**WHAT YOU WILL DO**
The data beneath this task is to be duplicated exactly, in its entirety.

============================================================

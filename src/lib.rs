// Authlink - Credential-backed accounts, session keys and cross-device pairing

pub mod account;
pub mod config;
pub mod credential;
pub mod encoding;
pub mod error;
pub mod identity;
pub mod ledger;
pub mod pairing;
pub mod relay;
pub mod session;

pub use error::{AuthError, ErrorKind, RecoveryAction};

============================================================

**RESULT OF THE EXERCISE**
filename src/lib.rs
// Authlink - Credential-backed accounts, session keys and cross-device pairing

pub mod account;
pub mod config;
pub mod credential;
pub mod encoding;
pub mod error;
pub mod identity;
pub mod ledger;
pub mod pairing;
pub mod relay;
pub mod session;

pub use error::{AuthError, ErrorKind, RecoveryAction};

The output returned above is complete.